The public assistance that was once given to permanent residents but was restricted after the Act included Medicaid and food stamps. Furthermore, benefits such as cash assistance for poor families, or assistance for the blind, the disabled and the elderly are still restricted to permanent residents until they become citizens.
A few things are terribly wrong with this 5-year residency requirement.
- Immigrants pay taxes that help fund those programs, just like citizens do. Collectively, immigrants contribute $50 billion a year more in taxes than they receive in government assistance. Because documented immigrants are required to pay the same taxes as citizens, there should be nothing disqualifying them from receiving the same public benefits that citizens receive.
- Documented immigrants collectively contribute far more to the government than a low-income sub-group of them would receive in subsidies. So from a financial perspective, barring documented immigrants from receiving public assistance makes no sense either.
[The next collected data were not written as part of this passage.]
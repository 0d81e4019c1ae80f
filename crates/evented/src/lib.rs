//! Order-preserving async event channel.
//!
//! This crate provides [`EventChannel`]: a per-instance
//! publish/subscribe registry with synchronous registration and
//! asynchronous, order-preserving dispatch whose completion the emitter
//! can await.
//!
//! # Crate Architecture
//!
//! ```text
//! ┌─────────────────────────────────────────────────────┐
//! │  evented-types : HandlerId, EmissionId, ErrorCode   │
//! ├─────────────────────────────────────────────────────┤
//! │  evented       : EventChannel, Emission, Evented    │ ◄── HERE
//! └─────────────────────────────────────────────────────┘
//! ```
//!
//! # Contract
//!
//! | Operation | Sync? | Failure |
//! |-----------|-------|---------|
//! | [`EventChannel::on`] / [`once`](EventChannel::once) | Yes | Never |
//! | [`EventChannel::off`] / [`off_handler`](EventChannel::off_handler) / [`off_all`](EventChannel::off_all) | Yes | Never (absent target is a no-op) |
//! | [`EventChannel::emit`] | Snapshot sync, dispatch async | [`EventError::HandlerFailed`] on the returned [`Emission`] only |
//!
//! Dispatch within one emission is sequential: handler *n*'s completion
//! is awaited before handler *n+1* starts. Separate emissions — of the
//! same event or different ones, nested or not — are independent
//! futures with independent snapshots.
//!
//! # Typed payloads
//!
//! The channel is generic over one payload type, checked at
//! registration and emission. Heterogeneous event families use an enum
//! or `serde_json::Value` as the payload:
//!
//! ```
//! use evented::EventChannel;
//!
//! #[derive(Clone)]
//! enum UiEvent {
//!     Refreshed { took_ms: u64 },
//!     SelectionCleared,
//! }
//!
//! # #[tokio::main(flavor = "current_thread")]
//! # async fn main() {
//! let channel: EventChannel<UiEvent> = EventChannel::new();
//! channel.on("ui", |event| async move {
//!     match event {
//!         UiEvent::Refreshed { took_ms } => assert!(took_ms < 1_000),
//!         UiEvent::SelectionCleared => {}
//!     }
//!     Ok(())
//! });
//! channel.emit("ui", UiEvent::Refreshed { took_ms: 12 }).await.unwrap();
//! # }
//! ```
//!
//! # Awaiting several emissions
//!
//! [`Emission`] is a plain future; batches compose with
//! `futures::future::join_all` / `try_join_all`:
//!
//! ```
//! use evented::EventChannel;
//! use futures::future::try_join_all;
//!
//! # #[tokio::main(flavor = "current_thread")]
//! # async fn main() {
//! let channel: EventChannel<u32> = EventChannel::new();
//! let emissions = vec![channel.emit("tick", 1), channel.emit("tick", 2)];
//! try_join_all(emissions).await.unwrap();
//! # }
//! ```
//!
//! # Related crates
//!
//! - [`evented_types`] — identifier types and the [`ErrorCode`] trait

mod channel;
mod emission;
mod error;
mod evented;
mod handler;

pub use channel::EventChannel;
pub use emission::Emission;
pub use error::EventError;
pub use evented::Evented;
pub use handler::{Handler, HandlerError, HandlerFuture};

// Re-export from evented_types for convenience
pub use evented_types::{EmissionId, ErrorCode, HandlerId};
- From a humanitarian perspective, it is incongruent with American values to deny services to those in need, especially because this country has been forged on the shoulders of immigrants, and on the ideal that the American Dream is the dream that any hard-working person can aspire to.
The 5-year bar on documented immigrants poses a great burden for vulnerable immigrants, particularly for women. It was recently found that women are “out-migrating” men worldwide and that that many of them are heads of their household. These findings are part of the conclusion that New America Media, a coalition of over 2,500 ethnic news organizations, reached in one of their recent surveys.
The five year bar is unfair, inhumane and incongruent with American values and should be lifted immediately in order to move forward as a nation that will be more egalitarian and that has a high regard for the dignity of all its residents.